The property is upside down.....why would you want to take on a mortgage more than the value of the property?

After looking further, the property is listed on the MLS, and is in foreclosure status. Looks like there is also an auction date. I'm assuming it is listed as short sale to stop the foreclosure.

Yes. you're right, Pam. It's probably listed as a short sale to stop the foreclosure.  

Here's how the process works. If a property owner doesn't pay their mortgage, after a couple months, the lender starts the foreclosure process by filing a notice of default. This is a valid time to get in as an investor and take over payments, catching them up on the mortgage, etc.

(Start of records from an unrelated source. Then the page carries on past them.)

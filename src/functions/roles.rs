//! Permission, role, and validation builtins. ReadIo, fail-soft to
//! `false`/empty - except the validators, whose boolean result IS the
//! answer the author branches on.

use tracing::debug;

use super::{FunctionTable, builtin, target_user, text};
use crate::engine::EngineState;
use crate::error::EngineError;
use crate::value::Value;

pub(crate) fn register(table: &mut FunctionTable) {
    builtin!(table, "checkPermission", ReadIo, check_permission);
    builtin!(table, "hasRole", ReadIo, has_role);
    builtin!(table, "hasRoleName", ReadIo, has_role_name);
    builtin!(table, "isAdmin", ReadIo, is_admin);
    builtin!(table, "isOwner", ReadIo, is_owner);
    builtin!(table, "isBot", ReadIo, is_bot);
    builtin!(table, "filterBots", ReadIo, filter_bots);
    builtin!(table, "validateUser", ReadIo, validate_user);
    builtin!(table, "validateRole", ReadIo, validate_role);
}

/// `checkPermission perm [user]`.
async fn check_permission(
    state: &mut EngineState<'_>,
    args: Vec<Value>,
) -> Result<Value, EngineError> {
    let permission = text(&args, 0);
    let user_id = target_user(state, &args, 1);
    let guild_id = state.ctx.guild_id.clone();
    match state
        .engine
        .deps
        .permissions
        .check_permission(&guild_id, &user_id, &permission)
        .await
    {
        Ok(allowed) => Ok(Value::Bool(allowed)),
        Err(err) => {
            debug!("checkPermission failed soft: {err:#}");
            Ok(Value::Bool(false))
        }
    }
}

/// `hasRole roleId [user]`.
async fn has_role(state: &mut EngineState<'_>, args: Vec<Value>) -> Result<Value, EngineError> {
    let role_id = text(&args, 0);
    let user_id = target_user(state, &args, 1);
    let guild_id = state.ctx.guild_id.clone();
    match state
        .engine
        .deps
        .permissions
        .user_roles(&guild_id, &user_id)
        .await
    {
        Ok(roles) => Ok(Value::Bool(roles.iter().any(|r| r.id == role_id))),
        Err(err) => {
            debug!("hasRole failed soft: {err:#}");
            Ok(Value::Bool(false))
        }
    }
}

/// `hasRoleName name [user]` - case-sensitive name match.
async fn has_role_name(state: &mut EngineState<'_>, args: Vec<Value>) -> Result<Value, EngineError> {
    let name = text(&args, 0);
    let user_id = target_user(state, &args, 1);
    let guild_id = state.ctx.guild_id.clone();
    match state
        .engine
        .deps
        .permissions
        .user_roles(&guild_id, &user_id)
        .await
    {
        Ok(roles) => Ok(Value::Bool(roles.iter().any(|r| r.name == name))),
        Err(err) => {
            debug!("hasRoleName failed soft: {err:#}");
            Ok(Value::Bool(false))
        }
    }
}

async fn is_admin(state: &mut EngineState<'_>, args: Vec<Value>) -> Result<Value, EngineError> {
    let user_id = target_user(state, &args, 0);
    let guild_id = state.ctx.guild_id.clone();
    match state
        .engine
        .deps
        .permissions
        .check_permission(&guild_id, &user_id, "administrator")
        .await
    {
        Ok(admin) => Ok(Value::Bool(admin)),
        Err(err) => {
            debug!("isAdmin failed soft: {err:#}");
            Ok(Value::Bool(false))
        }
    }
}

async fn is_owner(state: &mut EngineState<'_>, args: Vec<Value>) -> Result<Value, EngineError> {
    let user_id = target_user(state, &args, 0);
    let owner = state
        .ctx
        .lookup("guild.owner_id")
        .map(|v| v.stringify())
        .unwrap_or_default();
    Ok(Value::Bool(!owner.is_empty() && owner == user_id))
}

async fn is_bot(state: &mut EngineState<'_>, args: Vec<Value>) -> Result<Value, EngineError> {
    let user_id = target_user(state, &args, 0);
    match state.engine.deps.platform.get_user(&user_id).await {
        Ok(Some(user)) => Ok(Value::Bool(user.bot)),
        Ok(None) => Ok(Value::Bool(false)),
        Err(err) => {
            debug!("isBot failed soft: {err:#}");
            Ok(Value::Bool(false))
        }
    }
}

/// `filterBots list-of-user-ids` - drops ids that belong to bots or to
/// nobody at all.
async fn filter_bots(state: &mut EngineState<'_>, args: Vec<Value>) -> Result<Value, EngineError> {
    let ids = match args.first().and_then(Value::as_list) {
        Some(items) => items,
        None => return Ok(Value::List(Vec::new())),
    };
    let mut humans = Vec::new();
    for id in ids {
        let id_text = id.stringify();
        match state.engine.deps.platform.get_user(&id_text).await {
            Ok(Some(user)) if !user.bot => humans.push(id),
            Ok(_) => {}
            Err(err) => {
                debug!("filterBots failed soft for {id_text}: {err:#}");
            }
        }
    }
    Ok(Value::List(humans))
}

/// `validateUser id` - true iff the user exists on the platform.
async fn validate_user(state: &mut EngineState<'_>, args: Vec<Value>) -> Result<Value, EngineError> {
    let user_id = text(&args, 0);
    match state.engine.deps.platform.get_user(&user_id).await {
        Ok(found) => Ok(Value::Bool(found.is_some())),
        Err(err) => {
            debug!("validateUser failed soft: {err:#}");
            Ok(Value::Bool(false))
        }
    }
}

/// `validateRole idOrName` - true iff the role exists in this guild.
async fn validate_role(state: &mut EngineState<'_>, args: Vec<Value>) -> Result<Value, EngineError> {
    let role = text(&args, 0);
    let guild_id = state.ctx.guild_id.clone();
    match state.engine.deps.platform.get_role(&guild_id, &role).await {
        Ok(found) => Ok(Value::Bool(found.is_some())),
        Err(err) => {
            debug!("validateRole failed soft: {err:#}");
            Ok(Value::Bool(false))
        }
    }
}

#[cfg(test)]
mod tests {
    use crate::test_utils::TestWorld;

    #[tokio::test]
    async fn permission_checks_default_to_invoker() {
        let world = TestWorld::new();
        world.permissions.grant("900", "42", "kick_members");
        assert_eq!(world.render(r#"{{checkPermission "kick_members"}}"#).await, "true");
        assert_eq!(world.render(r#"{{checkPermission "ban_members"}}"#).await, "false");
    }

    #[tokio::test]
    async fn permission_store_outage_reads_as_false() {
        let world = TestWorld::new();
        world.permissions.fail_all();
        let outcome = world
            .render_outcome(r#"{{checkPermission "kick_members"}}"#)
            .await;
        assert!(outcome.success);
        assert_eq!(outcome.output.as_deref(), Some("false"));
    }

    #[tokio::test]
    async fn validators_answer_existence() {
        let world = TestWorld::new();
        assert_eq!(world.render(r#"{{validateUser "42"}}"#).await, "true");
        assert_eq!(world.render(r#"{{validateUser "404"}}"#).await, "false");
        assert_eq!(world.render(r#"{{validateRole "mods"}}"#).await, "true");
        assert_eq!(world.render(r#"{{validateRole "nope"}}"#).await, "false");
    }

    #[tokio::test]
    async fn owner_check_uses_context_guild() {
        let world = TestWorld::new();
        // TestWorld's guild owner is user 42.
        assert_eq!(world.render("{{isOwner}}").await, "true");
        assert_eq!(world.render(r#"{{isOwner "99"}}"#).await, "false");
    }

    #[tokio::test]
    async fn bot_filtering() {
        let world = TestWorld::new();
        let out = world
            .render(r#"{{join (filterBots (list "42" "300")) ","}}"#)
            .await;
        // 300 is the test world's bot account.
        assert_eq!(out, "42");
    }
}
//! Guild custom-command template interpreter.
//!
//! Templates are plain text with embedded `{{ expression }}` regions. A
//! render extracts those regions in document order, evaluates each against
//! an immutable [`ExecutionContext`] plus a per-render variable store, and
//! splices the stringified results back into the surrounding text.
//!
//! Expressions call into a fixed builtin registry (string and numeric
//! helpers, context accessors, platform mutations, registry key-value
//! access, nested command execution). Builtins are classified by side
//! effect: pure helpers, read-only I/O that fails soft to neutral values,
//! mutating I/O that reports success or failure as in-band status text,
//! depth-guarded recursion, and deferred scheduling. Only a handler
//! failure aborts a render; everything else degrades to text.
//!
//! All external systems sit behind the trait objects in [`stores`], so the
//! engine itself is platform-agnostic and fully testable in memory. The
//! [`scheduler`] replays persisted jobs whose captured context makes a
//! deferred render indistinguishable from a live one.
//!
//! # Quick start
//!
//! ```no_run
//! # async fn demo(deps: ccengine::Collaborators) {
//! use ccengine::{ContextBuilder, Engine, GuildRecord};
//!
//! let engine = Engine::new(deps);
//! let ctx = engine
//!     .build_context(ContextBuilder::new(GuildRecord {
//!         id: "900".into(),
//!         name: "testers".into(),
//!         ..Default::default()
//!     }))
//!     .await;
//! let outcome = engine.render("Hello {{.User.Name}}!", &ctx).await;
//! # let _ = outcome;
//! # }
//! ```

pub mod context;
pub mod engine;
pub mod error;
pub mod functions;
pub mod scheduler;
pub mod stores;
pub mod value;

// Test utilities are part of the public API so downstream crates can drive
// the engine against the in-memory collaborators.
pub mod test_utils;

pub use context::{
    ChannelRecord, ContextBuilder, ExecutionContext, GuildRecord, MemberRecord, MessageRecord,
    RoleRecord, UserRecord,
};
pub use engine::{Engine, EngineConfig, EngineState};
pub use error::{EngineError, RenderOutcome};
pub use functions::SideEffectClass;
pub use scheduler::{ScheduledJob, Scheduler};
pub use stores::{
    Collaborators, CommandStore, JobStore, PermissionStore, PlatformAdapter, RegistryEntry,
    RegistryStore, StoredCommand,
};
pub use value::Value;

If they don't catch up, there is a sale date scheduled at some point, and the property is sold at auction. However, this scenario assumes that there is equity and it will sell at auction for at least the amount of the first mortgage, so the lender can get their money back when somebody else brings in cash.

If somebody (probably the homeowner) recognizes that the value of the property is less than the principle balance on the mortgage, the auction becomes unlikely, because nobody will buy it for more than what it's worth. then the homeowner and the lender kind of work together to do a Short sale. A short sale is basically permission from the lender to sell the house for less than the principal balance, or what is owed on the home. The official permission may take a while to get, because they have to do all their own analysis, and red tape and blah blah blah.

In the meantime, the homeowner is living in the house without making payments. and it's listed with a real estate agent for a price that the homeowner and the agent think is fair. Any offer made on that property can be accepted by the owner, but that doesn't mean much because the BANK has to approve the price because they're taking the discount on the principle balance. This is where the delays come in again.

Sometimes short sales can be profitable. But if you're coming in as an investor to a short sale situation, it means you're very late into this transaction. It means they are probably 6+ months behind AND the property is worth less than is owed. SO to clean up the mess of all the back payments only to buy a house that is not worth what is owed... There is no upside for the investor.

In fairness, the banks are willing to work with you sometimes, but red tape and blah blah blah, its mostly not worth it. Especially if you don't understand the process, or how to work with a bank, and the house right next door can be had at 10% below market.

Hope that was informative.

A short sale is when you settle debt on a property for less than full. This is the only way to do a short sale. 

If there's another method of acquisition that makes sense still when a home is upside down then that can be attempted too. I'm sure some people have done subject-to deals on underwater assets because it made sense with a low cash entry point plus benefits of cash flow or anticipated future appreciation.